Selain itu, sumber pemasukan negara yang lain berasal dari pos zakat. Alokasi zakat khusus untuk delapan asnaf/golongan, diantaranya untuk fakir miskin (lihat Surat At-taubah :60). Dengan mekanisme ini, anak-anak yatim yang miskin dapat terpenuhi kebutuhannya dari pos ini. 
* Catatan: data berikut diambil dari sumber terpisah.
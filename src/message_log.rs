//! Append-only record of every notification send attempt, one file per day.

use std::path::{Path, PathBuf};

use chrono::{DateTime, Local};
use serde::{Deserialize, Serialize};
use tokio::io::AsyncWriteExt;
use tokio::sync::Mutex;

/// One line of the daily log.
#[derive(Debug, Clone, PartialEq, Eq, Serialize, Deserialize)]
#[serde(rename_all = "camelCase")]
pub struct MessageLogEntry {
    pub timestamp: String,
    pub message: String,
    pub success: bool,
    pub source_address: String,
}

impl MessageLogEntry {
    pub fn new(at: DateTime<Local>, message: &str, success: bool, source: &str) -> Self {
        Self {
            timestamp: at.format("%Y-%m-%d %H:%M:%S").to_string(),
            message: message.to_string(),
            success,
            source_address: source.to_string(),
        }
    }
}

pub struct MessageLog {
    dir: Option<PathBuf>,
    // Serializes appends so concurrent requests never interleave lines.
    write_lock: Mutex<()>,
}

impl MessageLog {
    /// Log into `<data_dir>/message/`.
    pub fn new(data_dir: &Path) -> Self {
        Self {
            dir: Some(data_dir.join("message")),
            write_lock: Mutex::new(()),
        }
    }

    /// A log that discards entries.
    pub fn disabled() -> Self {
        Self {
            dir: None,
            write_lock: Mutex::new(()),
        }
    }

    pub fn file_for(&self, at: DateTime<Local>) -> Option<PathBuf> {
        self.dir
            .as_ref()
            .map(|d| d.join(format!("message_log_{}.json", at.format("%Y%m%d"))))
    }

    pub async fn append(&self, at: DateTime<Local>, entry: &MessageLogEntry) -> std::io::Result<()> {
        let (Some(dir), Some(path)) = (self.dir.as_ref(), self.file_for(at)) else {
            return Ok(());
        };
        let mut line = serde_json::to_vec(entry)?;
        line.push(b'\n');

        let _guard = self.write_lock.lock().await;
        tokio::fs::create_dir_all(dir).await?;
        let mut file = tokio::fs::OpenOptions::new()
            .create(true)
            .append(true)
            .open(&path)
            .await?;
        file.write_all(&line).await?;
        file.flush().await
    }
}

#[cfg(test)]
mod tests {
    use super::*;

    #[tokio::test]
    async fn appends_one_json_line_per_attempt() {
        let dir = tempfile::tempdir().unwrap();
        let log = MessageLog::new(dir.path());
        let now = Local::now();

        log.append(now, &MessageLogEntry::new(now, "hello", true, "10.0.0.2"))
            .await
            .unwrap();
        log.append(now, &MessageLogEntry::new(now, "again", false, "10.0.0.3"))
            .await
            .unwrap();

        let path = log.file_for(now).unwrap();
        assert!(path
            .file_name()
            .unwrap()
            .to_string_lossy()
            .starts_with("message_log_"));
        let contents = std::fs::read_to_string(path).unwrap();
        let lines: Vec<MessageLogEntry> = contents
            .lines()
            .map(|l| serde_json::from_str(l).unwrap())
            .collect();
        assert_eq!(lines.len(), 2);
        assert_eq!(lines[0].message, "hello");
        assert!(lines[0].success);
        assert_eq!(lines[1].source_address, "10.0.0.3");
        assert!(!lines[1].success);
    }

    #[test]
    fn entry_uses_camel_case_fields() {
        let entry = MessageLogEntry::new(Local::now(), "m", true, "127.0.0.1");
        let json = serde_json::to_value(&entry).unwrap();
        assert!(json.get("sourceAddress").is_some());
        assert_eq!(json["timestamp"].as_str().unwrap().len(), 19);
    }

    #[tokio::test]
    async fn disabled_log_is_a_no_op() {
        let log = MessageLog::disabled();
        let now = Local::now();
        assert!(log.file_for(now).is_none());
        log.append(now, &MessageLogEntry::new(now, "x", true, "y"))
            .await
            .unwrap();
    }
}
Jika negara menghadapi kondisi sulit seperti bencana atau paceklik yang berkepanjangan sehingga menyebabkan kas negara kosong, kewajiban untuk memenuhi kebutuhan asasi masyarakat tetap tidak boleh ditinggalkan. Negara harus tetap berusaha mencari sumber-sumber pemasukan agar kewajiban ini tetap dapat tertunaikan. Pada kondisi ini, negara diperbolehkan untuk memungut pajak dari kalangan kaya dari kaum muslimin. Dan saat kas negara kembali mencukupi, pajak inipun dihentikan. 


Demikianlah, serangkaian mekanisme syariat Islam dalam memenuhi kebutuhan asasi masyarakat. Dengan mekanisme ini, para ayah akan giat bekerja mencari nafkah tanpa terbebani biaya hidup yang berat. Anak-anak (termasuk anak yatim)-pun akan sehat, gembira, dan giat belajar menggapai cita-cita karena terpenuhi kebutuhan mereka secara adil. Inilah keagungan sistem Islam, dalam memuliakan anak yatim.


*Penulis merupakan praktisi pendidikan agama di Kota Bandung.